> **DATA FOR THIS TASK**:
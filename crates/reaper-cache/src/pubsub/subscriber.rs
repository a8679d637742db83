//! Redis Pub/Sub subscriber.
//!
//! Subscribes to the inbound channels and forwards payloads, in receipt order,
//! to a single consumer.

use futures_util::{Stream, StreamExt};
use redis::aio::PubSub;
use redis::Client;
use std::pin::Pin;
use std::task::{Context, Poll};
use std::time::Duration;
use tokio::sync::mpsc;

/// Error type for subscriber operations
#[derive(Debug, thiserror::Error)]
pub enum SubscriberError {
    #[error("Redis error: {0}")]
    Redis(#[from] redis::RedisError),

    #[error("No channels to subscribe to")]
    NoChannels,

    #[error("Channel closed")]
    ChannelClosed,
}

/// Result type for subscriber operations
pub type SubscriberResult<T> = Result<T, SubscriberError>;

/// Subscriber configuration
#[derive(Debug, Clone)]
pub struct SubscriberConfig {
    /// Redis connection URL
    pub redis_url: String,
    /// Payloads buffered between the listener and the consumer
    pub buffer: usize,
    /// Reconnection delay in milliseconds
    pub reconnect_delay_ms: u64,
}

impl Default for SubscriberConfig {
    fn default() -> Self {
        Self {
            redis_url: "redis://127.0.0.1:6379".to_string(),
            buffer: 256,
            reconnect_delay_ms: 1000,
        }
    }
}

/// Commands for the background listener
#[derive(Debug)]
enum SubscriberCommand {
    Shutdown,
}

/// Why a forwarding session ended
enum SessionEnd {
    Shutdown,
    StreamEnded,
}

/// Redis Pub/Sub subscriber
pub struct Subscriber {
    handle: SubscriberHandle,
    payloads: PayloadStream,
}

/// Control side of a running subscriber
#[derive(Debug, Clone)]
pub struct SubscriberHandle {
    channels: Vec<String>,
    control_tx: mpsc::Sender<SubscriberCommand>,
}

/// Stream of inbound payloads, in receipt order.
///
/// Ends when the subscriber shuts down.
#[derive(Debug)]
pub struct PayloadStream {
    rx: mpsc::Receiver<String>,
}

impl Stream for PayloadStream {
    type Item = String;

    fn poll_next(mut self: Pin<&mut Self>, cx: &mut Context<'_>) -> Poll<Option<String>> {
        self.rx.poll_recv(cx)
    }
}

impl Subscriber {
    /// Connect, subscribe, and start the background listener.
    ///
    /// The first connection is made here so that an unreachable server fails
    /// startup. Later connection losses are retried in the background.
    pub async fn connect(config: SubscriberConfig, channels: Vec<String>) -> SubscriberResult<Self> {
        if channels.is_empty() {
            return Err(SubscriberError::NoChannels);
        }

        let client = Client::open(config.redis_url.as_str())?;
        let pubsub = Self::open(&client, &channels).await?;

        let (payload_tx, payload_rx) = mpsc::channel(config.buffer.max(1));
        let (control_tx, control_rx) = mpsc::channel(4);

        tokio::spawn(Self::listener_loop(
            client,
            pubsub,
            channels.clone(),
            Duration::from_millis(config.reconnect_delay_ms),
            payload_tx,
            control_rx,
        ));

        Ok(Self {
            handle: SubscriberHandle {
                channels,
                control_tx,
            },
            payloads: PayloadStream { rx: payload_rx },
        })
    }

    /// Open a connection and subscribe to every channel
    async fn open(client: &Client, channels: &[String]) -> SubscriberResult<PubSub> {
        let mut pubsub = client.get_async_pubsub().await?;
        for channel in channels {
            pubsub.subscribe(channel).await?;
            tracing::info!(channel = %channel, "Subscribed to channel");
        }
        Ok(pubsub)
    }

    /// Background listener loop
    async fn listener_loop(
        client: Client,
        initial: PubSub,
        channels: Vec<String>,
        reconnect_delay: Duration,
        payload_tx: mpsc::Sender<String>,
        mut control_rx: mpsc::Receiver<SubscriberCommand>,
    ) {
        let mut pending = Some(initial);

        loop {
            let pubsub = match pending.take() {
                Some(pubsub) => pubsub,
                None => match Self::open(&client, &channels).await {
                    Ok(pubsub) => {
                        tracing::info!("Subscriber reconnected to Redis");
                        pubsub
                    }
                    Err(e) => {
                        tracing::error!(error = %e, "Subscriber error, reconnecting...");
                        if Self::wait_or_shutdown(reconnect_delay, &mut control_rx).await {
                            break;
                        }
                        continue;
                    }
                },
            };

            match Self::forward(pubsub, &payload_tx, &mut control_rx).await {
                SessionEnd::Shutdown => break,
                SessionEnd::StreamEnded => {
                    tracing::warn!("Pub/Sub stream ended, reconnecting...");
                    if Self::wait_or_shutdown(reconnect_delay, &mut control_rx).await {
                        break;
                    }
                }
            }
        }

        tracing::info!("Subscriber shutting down");
    }

    /// Forward messages until the stream ends or shutdown is requested
    async fn forward(
        pubsub: PubSub,
        payload_tx: &mpsc::Sender<String>,
        control_rx: &mut mpsc::Receiver<SubscriberCommand>,
    ) -> SessionEnd {
        let mut stream = Box::pin(pubsub.into_on_message());

        loop {
            tokio::select! {
                msg = stream.next() => {
                    let Some(msg) = msg else {
                        return SessionEnd::StreamEnded;
                    };

                    // Non-UTF-8 payloads become empty and are rejected by the decoder
                    let payload: String = msg.get_payload().unwrap_or_default();

                    tracing::trace!(
                        channel = %msg.get_channel_name(),
                        bytes = payload.len(),
                        "Received Pub/Sub message"
                    );

                    if payload_tx.send(payload).await.is_err() {
                        // Consumer is gone
                        return SessionEnd::Shutdown;
                    }
                }

                cmd = control_rx.recv() => {
                    match cmd {
                        Some(SubscriberCommand::Shutdown) => return SessionEnd::Shutdown,
                        None => {
                            tracing::debug!("Control channel closed");
                            return SessionEnd::Shutdown;
                        }
                    }
                }
            }
        }
    }

    /// Sleep for the reconnect delay; true if shutdown was requested meanwhile
    async fn wait_or_shutdown(
        delay: Duration,
        control_rx: &mut mpsc::Receiver<SubscriberCommand>,
    ) -> bool {
        tokio::select! {
            () = tokio::time::sleep(delay) => false,
            _ = control_rx.recv() => true,
        }
    }

    /// Split into the control handle and the payload stream
    #[must_use]
    pub fn into_parts(self) -> (SubscriberHandle, PayloadStream) {
        (self.handle, self.payloads)
    }

    /// Channels this subscriber listens on
    #[must_use]
    pub fn channels(&self) -> &[String] {
        self.handle.channels()
    }
}

impl SubscriberHandle {
    /// Channels the subscriber listens on
    #[must_use]
    pub fn channels(&self) -> &[String] {
        &self.channels
    }

    /// Stop the background listener; the payload stream ends afterwards
    pub async fn shutdown(&self) -> SubscriberResult<()> {
        self.control_tx
            .send(SubscriberCommand::Shutdown)
            .await
            .map_err(|_| SubscriberError::ChannelClosed)
    }
}

/// Builder for subscriber
#[derive(Debug, Default)]
pub struct SubscriberBuilder {
    config: SubscriberConfig,
    channels: Vec<String>,
}

impl SubscriberBuilder {
    /// Create a new builder
    #[must_use]
    pub fn new() -> Self {
        Self::default()
    }

    /// Set Redis URL
    #[must_use]
    pub fn redis_url(mut self, url: impl Into<String>) -> Self {
        self.config.redis_url = url.into();
        self
    }

    /// Set payload buffer size
    #[must_use]
    pub fn buffer(mut self, size: usize) -> Self {
        self.config.buffer = size;
        self
    }

    /// Set reconnection delay
    #[must_use]
    pub fn reconnect_delay_ms(mut self, delay: u64) -> Self {
        self.config.reconnect_delay_ms = delay;
        self
    }

    /// Add a channel subscription
    #[must_use]
    pub fn subscribe(mut self, channel: impl Into<String>) -> Self {
        self.channels.push(channel.into());
        self
    }

    /// Connect and start the subscriber
    pub async fn connect(self) -> SubscriberResult<Subscriber> {
        Subscriber::connect(self.config, self.channels).await
    }
}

> **REQUIRED WORK**:
Wherever "tokio" turns up in the records, copy the whole line.

> **ANSWER AREA**:
use tokio::sync::mpsc;
        tokio::spawn(Self::listener_loop(
            tokio::select! {
        tokio::select! {
            () = tokio::time::sleep(delay) => false,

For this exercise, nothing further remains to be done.